== Exercise brief ==
Go through the entries below and print, exactly, the lines starting at the one with "filename crates/hosthoover/src/factory.rs" and ending at the one with "let key = KeySource::Env(var.clone())", keeping both ends and no others.

··········

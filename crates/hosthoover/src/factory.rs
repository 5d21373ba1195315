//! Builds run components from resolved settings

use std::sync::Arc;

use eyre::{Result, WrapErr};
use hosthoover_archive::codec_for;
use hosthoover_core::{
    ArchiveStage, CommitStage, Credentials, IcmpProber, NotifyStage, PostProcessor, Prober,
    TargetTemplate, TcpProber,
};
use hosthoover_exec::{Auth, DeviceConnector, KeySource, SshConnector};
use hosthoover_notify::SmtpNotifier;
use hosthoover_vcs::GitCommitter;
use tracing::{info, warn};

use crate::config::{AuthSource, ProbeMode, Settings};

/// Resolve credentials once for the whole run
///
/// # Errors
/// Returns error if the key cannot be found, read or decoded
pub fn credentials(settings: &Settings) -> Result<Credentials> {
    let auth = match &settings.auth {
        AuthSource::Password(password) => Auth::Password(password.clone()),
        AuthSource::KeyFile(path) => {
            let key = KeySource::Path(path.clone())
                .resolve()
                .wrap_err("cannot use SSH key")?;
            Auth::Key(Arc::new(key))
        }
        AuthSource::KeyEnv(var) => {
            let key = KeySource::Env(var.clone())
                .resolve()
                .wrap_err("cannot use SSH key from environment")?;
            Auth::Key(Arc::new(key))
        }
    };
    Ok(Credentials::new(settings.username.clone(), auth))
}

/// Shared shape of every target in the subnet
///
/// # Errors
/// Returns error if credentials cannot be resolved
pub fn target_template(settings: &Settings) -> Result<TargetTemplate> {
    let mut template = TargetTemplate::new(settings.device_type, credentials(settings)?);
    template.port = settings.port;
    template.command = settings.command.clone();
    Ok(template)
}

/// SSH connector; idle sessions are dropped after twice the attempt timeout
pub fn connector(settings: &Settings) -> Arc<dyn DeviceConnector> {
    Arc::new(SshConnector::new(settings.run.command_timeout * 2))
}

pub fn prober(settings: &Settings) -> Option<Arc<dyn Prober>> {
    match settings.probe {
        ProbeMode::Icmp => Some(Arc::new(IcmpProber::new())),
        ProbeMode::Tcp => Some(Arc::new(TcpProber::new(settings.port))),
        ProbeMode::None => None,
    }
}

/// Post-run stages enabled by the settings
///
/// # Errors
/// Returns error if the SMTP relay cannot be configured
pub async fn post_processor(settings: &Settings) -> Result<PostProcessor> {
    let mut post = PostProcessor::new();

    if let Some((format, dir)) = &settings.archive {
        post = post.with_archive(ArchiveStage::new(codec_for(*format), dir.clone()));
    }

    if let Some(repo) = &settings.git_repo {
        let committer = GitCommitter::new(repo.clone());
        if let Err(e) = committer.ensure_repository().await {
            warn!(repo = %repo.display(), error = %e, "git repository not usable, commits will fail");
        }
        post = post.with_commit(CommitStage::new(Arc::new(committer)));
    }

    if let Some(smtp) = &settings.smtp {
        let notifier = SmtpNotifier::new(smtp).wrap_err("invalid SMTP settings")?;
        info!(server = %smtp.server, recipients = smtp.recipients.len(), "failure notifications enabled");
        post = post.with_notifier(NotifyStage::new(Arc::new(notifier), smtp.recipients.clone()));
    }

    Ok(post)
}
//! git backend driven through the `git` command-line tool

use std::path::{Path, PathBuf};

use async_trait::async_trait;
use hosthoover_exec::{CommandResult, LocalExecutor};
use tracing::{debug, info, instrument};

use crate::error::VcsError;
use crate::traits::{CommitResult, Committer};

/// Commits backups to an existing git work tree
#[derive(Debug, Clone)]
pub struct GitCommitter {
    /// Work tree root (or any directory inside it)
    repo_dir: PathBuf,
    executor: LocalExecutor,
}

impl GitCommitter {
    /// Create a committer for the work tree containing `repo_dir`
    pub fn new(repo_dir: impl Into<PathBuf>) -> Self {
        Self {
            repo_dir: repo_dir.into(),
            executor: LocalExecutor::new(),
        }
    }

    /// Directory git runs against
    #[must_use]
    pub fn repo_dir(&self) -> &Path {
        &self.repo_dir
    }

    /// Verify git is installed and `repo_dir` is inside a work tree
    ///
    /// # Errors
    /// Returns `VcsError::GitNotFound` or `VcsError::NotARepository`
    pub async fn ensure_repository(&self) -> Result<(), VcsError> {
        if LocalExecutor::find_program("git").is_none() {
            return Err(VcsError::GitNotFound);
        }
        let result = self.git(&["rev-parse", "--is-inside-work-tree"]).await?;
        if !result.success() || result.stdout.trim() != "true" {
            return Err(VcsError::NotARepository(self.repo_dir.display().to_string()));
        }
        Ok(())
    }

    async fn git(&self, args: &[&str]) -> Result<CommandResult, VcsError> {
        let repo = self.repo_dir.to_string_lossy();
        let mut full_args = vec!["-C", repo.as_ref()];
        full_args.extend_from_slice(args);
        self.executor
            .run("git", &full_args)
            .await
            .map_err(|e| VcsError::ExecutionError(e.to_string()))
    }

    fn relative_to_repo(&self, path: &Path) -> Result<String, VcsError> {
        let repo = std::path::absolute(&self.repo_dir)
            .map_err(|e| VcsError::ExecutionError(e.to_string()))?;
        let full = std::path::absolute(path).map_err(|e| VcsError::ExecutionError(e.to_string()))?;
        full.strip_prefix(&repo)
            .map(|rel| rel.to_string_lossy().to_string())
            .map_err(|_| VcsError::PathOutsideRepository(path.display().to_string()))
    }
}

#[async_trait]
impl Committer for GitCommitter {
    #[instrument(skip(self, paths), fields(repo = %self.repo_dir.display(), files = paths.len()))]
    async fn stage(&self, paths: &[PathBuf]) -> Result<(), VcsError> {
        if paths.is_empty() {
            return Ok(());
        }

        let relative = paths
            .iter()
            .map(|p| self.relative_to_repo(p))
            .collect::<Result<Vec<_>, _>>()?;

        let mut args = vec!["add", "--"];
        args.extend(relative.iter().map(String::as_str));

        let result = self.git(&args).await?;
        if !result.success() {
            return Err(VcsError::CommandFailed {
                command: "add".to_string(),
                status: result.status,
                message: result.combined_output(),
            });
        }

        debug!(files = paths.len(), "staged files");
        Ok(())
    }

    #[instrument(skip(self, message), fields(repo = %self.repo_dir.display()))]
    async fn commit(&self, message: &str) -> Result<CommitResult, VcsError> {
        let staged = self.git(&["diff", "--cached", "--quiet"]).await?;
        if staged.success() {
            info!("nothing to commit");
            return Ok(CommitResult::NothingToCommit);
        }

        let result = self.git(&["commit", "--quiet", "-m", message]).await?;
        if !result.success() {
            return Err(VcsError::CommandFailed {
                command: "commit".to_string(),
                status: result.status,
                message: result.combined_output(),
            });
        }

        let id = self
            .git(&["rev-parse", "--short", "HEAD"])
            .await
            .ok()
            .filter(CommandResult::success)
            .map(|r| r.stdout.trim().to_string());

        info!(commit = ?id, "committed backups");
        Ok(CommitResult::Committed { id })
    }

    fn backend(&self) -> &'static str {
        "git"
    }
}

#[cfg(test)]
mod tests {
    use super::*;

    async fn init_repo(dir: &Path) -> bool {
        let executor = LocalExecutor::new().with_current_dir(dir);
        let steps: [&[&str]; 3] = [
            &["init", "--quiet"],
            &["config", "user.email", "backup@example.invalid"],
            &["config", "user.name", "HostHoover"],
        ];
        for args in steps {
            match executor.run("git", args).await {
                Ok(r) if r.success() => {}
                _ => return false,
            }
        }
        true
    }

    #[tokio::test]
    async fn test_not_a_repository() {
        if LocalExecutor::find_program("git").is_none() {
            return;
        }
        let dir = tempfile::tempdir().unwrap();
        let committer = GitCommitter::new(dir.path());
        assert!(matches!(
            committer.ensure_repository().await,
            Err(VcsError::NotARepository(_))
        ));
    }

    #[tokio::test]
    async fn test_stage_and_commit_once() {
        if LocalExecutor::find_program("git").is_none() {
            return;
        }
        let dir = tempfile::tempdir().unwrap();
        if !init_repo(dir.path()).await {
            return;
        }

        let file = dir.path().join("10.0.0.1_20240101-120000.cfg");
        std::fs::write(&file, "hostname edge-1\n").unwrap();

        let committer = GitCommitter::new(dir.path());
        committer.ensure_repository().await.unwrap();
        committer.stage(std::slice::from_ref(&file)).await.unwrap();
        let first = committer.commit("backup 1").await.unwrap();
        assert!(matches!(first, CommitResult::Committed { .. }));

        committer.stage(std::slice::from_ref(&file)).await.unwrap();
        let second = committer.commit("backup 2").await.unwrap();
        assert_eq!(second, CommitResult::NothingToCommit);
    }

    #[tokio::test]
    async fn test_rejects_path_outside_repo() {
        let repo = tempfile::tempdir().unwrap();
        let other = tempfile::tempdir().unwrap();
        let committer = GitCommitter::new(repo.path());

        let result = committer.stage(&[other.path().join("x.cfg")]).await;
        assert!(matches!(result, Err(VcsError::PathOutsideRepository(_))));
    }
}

··········

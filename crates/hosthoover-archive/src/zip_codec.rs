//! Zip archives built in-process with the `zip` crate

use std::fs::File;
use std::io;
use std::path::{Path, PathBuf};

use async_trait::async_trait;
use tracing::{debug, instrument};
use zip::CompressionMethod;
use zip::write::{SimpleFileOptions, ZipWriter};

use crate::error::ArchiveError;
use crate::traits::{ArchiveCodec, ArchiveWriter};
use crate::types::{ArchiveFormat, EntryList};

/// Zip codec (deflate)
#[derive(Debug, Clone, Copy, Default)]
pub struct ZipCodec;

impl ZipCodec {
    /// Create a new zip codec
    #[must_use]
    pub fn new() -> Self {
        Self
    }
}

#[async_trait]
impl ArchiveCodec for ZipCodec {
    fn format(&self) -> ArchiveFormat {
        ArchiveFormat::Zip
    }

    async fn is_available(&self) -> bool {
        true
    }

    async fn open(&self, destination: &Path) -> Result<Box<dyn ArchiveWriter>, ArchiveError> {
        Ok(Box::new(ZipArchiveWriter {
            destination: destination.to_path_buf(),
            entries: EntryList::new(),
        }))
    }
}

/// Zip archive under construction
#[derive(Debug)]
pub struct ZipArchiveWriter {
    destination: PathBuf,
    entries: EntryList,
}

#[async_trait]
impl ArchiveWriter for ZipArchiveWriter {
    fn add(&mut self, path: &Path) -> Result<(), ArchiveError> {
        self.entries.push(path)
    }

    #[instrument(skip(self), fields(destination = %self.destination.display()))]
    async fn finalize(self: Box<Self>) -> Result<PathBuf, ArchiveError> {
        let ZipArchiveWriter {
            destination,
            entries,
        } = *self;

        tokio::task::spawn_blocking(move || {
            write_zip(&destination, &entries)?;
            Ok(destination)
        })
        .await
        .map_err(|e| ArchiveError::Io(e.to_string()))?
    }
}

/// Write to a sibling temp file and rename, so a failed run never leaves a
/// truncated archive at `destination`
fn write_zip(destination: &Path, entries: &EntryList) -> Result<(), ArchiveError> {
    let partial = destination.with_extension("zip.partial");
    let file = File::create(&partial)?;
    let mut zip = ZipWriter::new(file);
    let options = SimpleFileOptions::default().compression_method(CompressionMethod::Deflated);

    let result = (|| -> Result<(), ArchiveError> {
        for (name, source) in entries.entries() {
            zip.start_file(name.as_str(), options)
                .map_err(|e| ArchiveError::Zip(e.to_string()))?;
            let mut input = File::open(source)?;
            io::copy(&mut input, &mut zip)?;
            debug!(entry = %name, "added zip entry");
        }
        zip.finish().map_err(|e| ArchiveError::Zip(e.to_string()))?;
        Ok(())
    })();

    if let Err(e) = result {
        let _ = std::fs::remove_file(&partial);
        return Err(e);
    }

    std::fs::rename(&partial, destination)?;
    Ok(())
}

··········

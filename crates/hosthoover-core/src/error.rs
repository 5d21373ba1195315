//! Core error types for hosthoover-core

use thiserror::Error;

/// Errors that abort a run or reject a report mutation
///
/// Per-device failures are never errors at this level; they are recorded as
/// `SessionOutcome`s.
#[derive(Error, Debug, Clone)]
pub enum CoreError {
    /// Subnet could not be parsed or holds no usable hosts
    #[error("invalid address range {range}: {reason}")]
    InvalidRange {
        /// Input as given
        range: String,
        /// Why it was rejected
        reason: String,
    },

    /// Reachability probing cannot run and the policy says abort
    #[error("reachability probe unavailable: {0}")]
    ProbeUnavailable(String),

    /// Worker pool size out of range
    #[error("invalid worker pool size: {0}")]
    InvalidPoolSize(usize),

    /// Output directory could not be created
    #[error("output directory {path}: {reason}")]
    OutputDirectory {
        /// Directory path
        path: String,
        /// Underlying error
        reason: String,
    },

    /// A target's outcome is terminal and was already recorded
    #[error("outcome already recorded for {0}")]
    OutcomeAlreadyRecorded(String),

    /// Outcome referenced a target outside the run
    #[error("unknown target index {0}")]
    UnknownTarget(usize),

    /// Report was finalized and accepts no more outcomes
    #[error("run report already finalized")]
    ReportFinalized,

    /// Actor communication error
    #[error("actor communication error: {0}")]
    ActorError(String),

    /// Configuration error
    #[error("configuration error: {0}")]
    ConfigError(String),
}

··········

== Finished task ==
filename crates/hosthoover/src/factory.rs
repository 5d21373ba1195315
//! Builds run components from resolved settings

use std::sync::Arc;

use eyre::{Result, WrapErr};
use hosthoover_archive::codec_for;
use hosthoover_core::{
    ArchiveStage, CommitStage, Credentials, IcmpProber, NotifyStage, PostProcessor, Prober,
    TargetTemplate, TcpProber,
};
use hosthoover_exec::{Auth, DeviceConnector, KeySource, SshConnector};
use hosthoover_notify::SmtpNotifier;
use hosthoover_vcs::GitCommitter;
use tracing::{info, warn};

use crate::config::{AuthSource, ProbeMode, Settings};

/// Resolve credentials once for the whole run
///
/// # Errors
/// Returns error if the key cannot be found, read or decoded
pub fn credentials(settings: &Settings) -> Result<Credentials> {
    let auth = match &settings.auth {
        AuthSource::Password(password) => Auth::Password(password.clone()),
        AuthSource::KeyFile(path) => {
            let key = KeySource::Path(path.clone())
                .resolve()
                .wrap_err("cannot use SSH key")?;
            Auth::Key(Arc::new(key))
        }
        AuthSource::KeyEnv(var) => {
            let key = KeySource::Env(var.clone())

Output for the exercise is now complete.